Incubation of pituitary GH1 cells with N'-methylnicotinamide, nicotinamide and 3-acetylpyridine which inhibit nuclear ADP-ribosylation and/or the cellular concentration of its substrate NAD+ reduced the amount of nuclear thyroid hormone receptors in a time- and dose-dependent manner without altering the affinity of the receptors for the hormone. A transient activation of poly(ADP-ribose)polymerase by methyl methanesulfonate, ultraviolet irradiation or spermine caused a rapid depletion of cellular NAD+ content and was followed by a strong inhibition of ADP-ribosylation.

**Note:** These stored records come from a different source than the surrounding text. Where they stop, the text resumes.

//! Wiring from [`Config`] to the core workflow.
//!
//! Builds the SQLite-backed index, the retriever over it, and the three
//! stages with their network collaborators. The `*_with` variants accept
//! any collaborator implementation so tests can run the full pipeline
//! offline.

use anyhow::Result;
use std::sync::Arc;

use research_harness_core::chunk::Chunker;
use research_harness_core::llm::CompletionClient;
use research_harness_core::retriever::Retriever;
use research_harness_core::stages::{CollectSettings, CollectStage, PlanStage, SynthesizeStage};
use research_harness_core::tools::{PageFetcher, SearchProvider};
use research_harness_core::workflow::ResearchWorkflow;

use crate::config::Config;
use crate::db;
use crate::embedding::create_provider;
use crate::llm::OpenAIChat;
use crate::scraper::WebFetcher;
use crate::sqlite_store::SqliteIndex;
use crate::websearch::TavilySearch;

/// Open the database and the session index with the configured embedder.
pub async fn open_index(config: &Config) -> Result<Arc<SqliteIndex>> {
    let pool = db::connect(config).await?;
    let embedder = create_provider(&config.embedding)?;
    Ok(Arc::new(SqliteIndex::open(pool, embedder).await?))
}

pub fn retriever(config: &Config, index: Arc<SqliteIndex>) -> Result<Retriever> {
    let chunker = Chunker::new(config.chunking.chunk_size, config.chunking.chunk_overlap)?;
    Ok(Retriever::new(chunker, index, config.retrieval.top_k))
}

/// The production workflow: OpenAI-compatible chat, Tavily search, HTTP fetcher.
pub fn build_workflow(config: &Config, index: Arc<SqliteIndex>) -> Result<ResearchWorkflow> {
    build_workflow_with(
        config,
        index,
        Arc::new(OpenAIChat::planner(&config.llm)?),
        Arc::new(OpenAIChat::synthesizer(&config.llm)?),
        Arc::new(TavilySearch::new(&config.search)?),
        Arc::new(WebFetcher::new(&config.scraper)?),
    )
}

pub fn build_workflow_with(
    config: &Config,
    index: Arc<SqliteIndex>,
    planner: Arc<dyn CompletionClient>,
    synthesizer: Arc<dyn CompletionClient>,
    search: Arc<dyn SearchProvider>,
    fetcher: Arc<dyn PageFetcher>,
) -> Result<ResearchWorkflow> {
    let settings = CollectSettings {
        max_results: config.search.max_results,
        max_sources_per_query: config.search.max_sources_per_query,
        concurrency: config.search.concurrency,
    };
    Ok(ResearchWorkflow::new(
        PlanStage::new(planner),
        CollectStage::new(search, fetcher, settings),
        SynthesizeStage::new(retriever(config, index)?, synthesizer, config.retrieval.top_k),
    ))
}
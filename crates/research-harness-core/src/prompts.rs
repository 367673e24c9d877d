//! Prompt templates for the planning, report, and question-answering calls.

pub const PLANNER_SYSTEM_PROMPT: &str = r#"You are a research planner. Analyze the topic and create a research strategy.

Output JSON with this structure:
{
    "subtopics": ["subtopic1", "subtopic2", "subtopic3"],
    "search_queries": ["query1", "query2", "query3", "query4", "query5"]
}

Create:
- 3-5 subtopics (key areas to research)
- 5-8 search queries (specific, targeted, varied)

Make queries diverse: use questions, keywords, and different angles."#;

/// Appended to a system prompt when the response must be a bare JSON object.
pub const JSON_ONLY_INSTRUCTION: &str =
    "Respond with a single valid JSON object and nothing else. Do not wrap it in markdown.";

pub const SYNTHESIZER_SYSTEM_PROMPT: &str = r#"You are a research writer. Create a clear, comprehensive research report.

Structure:
1. Executive Summary (2-3 sentences)
2. Key Findings (5-7 points)
3. Detailed Analysis (3-4 paragraphs)
4. Sources (numbered list)

Rules:
- Use inline citations: [1], [2], etc.
- Synthesize across sources (don't just list facts)
- Note any contradictions
- Length: 500-800 words
- Professional but accessible tone"#;

pub const QA_SYSTEM_PROMPT: &str = r#"You are a research assistant. Answer questions using only the provided context.

Rules:
- Use ONLY information from context
- Include citations [1], [2] for facts
- Say "I don't have enough information" if context lacks the answer
- Be concise but complete"#;

pub fn planner_user_message(topic: &str) -> String {
    format!(
        "Research Topic: {}\n\nCreate a research plan. Return only valid JSON.",
        topic
    )
}

pub fn synthesizer_user_message(topic: &str, context: &str) -> String {
    format!(
        "Topic: {}\n\nResearch documents:\n{}\n\nWrite a comprehensive research report with inline citations.",
        topic, context
    )
}

pub fn qa_user_message(context: &str, question: &str) -> String {
    format!("Context:\n{}\n\nQuestion: {}\n\nAnswer:", context, question)
}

These agents also produced a very rapid and marked reduction of receptor numbers. The decrease of receptors caused by the different compounds is not secondary to a generalized inhibition of protein synthesis or to an alteration in hormone availability. The abundance of c-erbA alpha and beta mRNAs, which encode thyroid hormone receptors, was reduced in cells treated with the compounds that decrease receptor number, thus suggesting that this effect is caused by a decrease in the expression of c-erbA genes.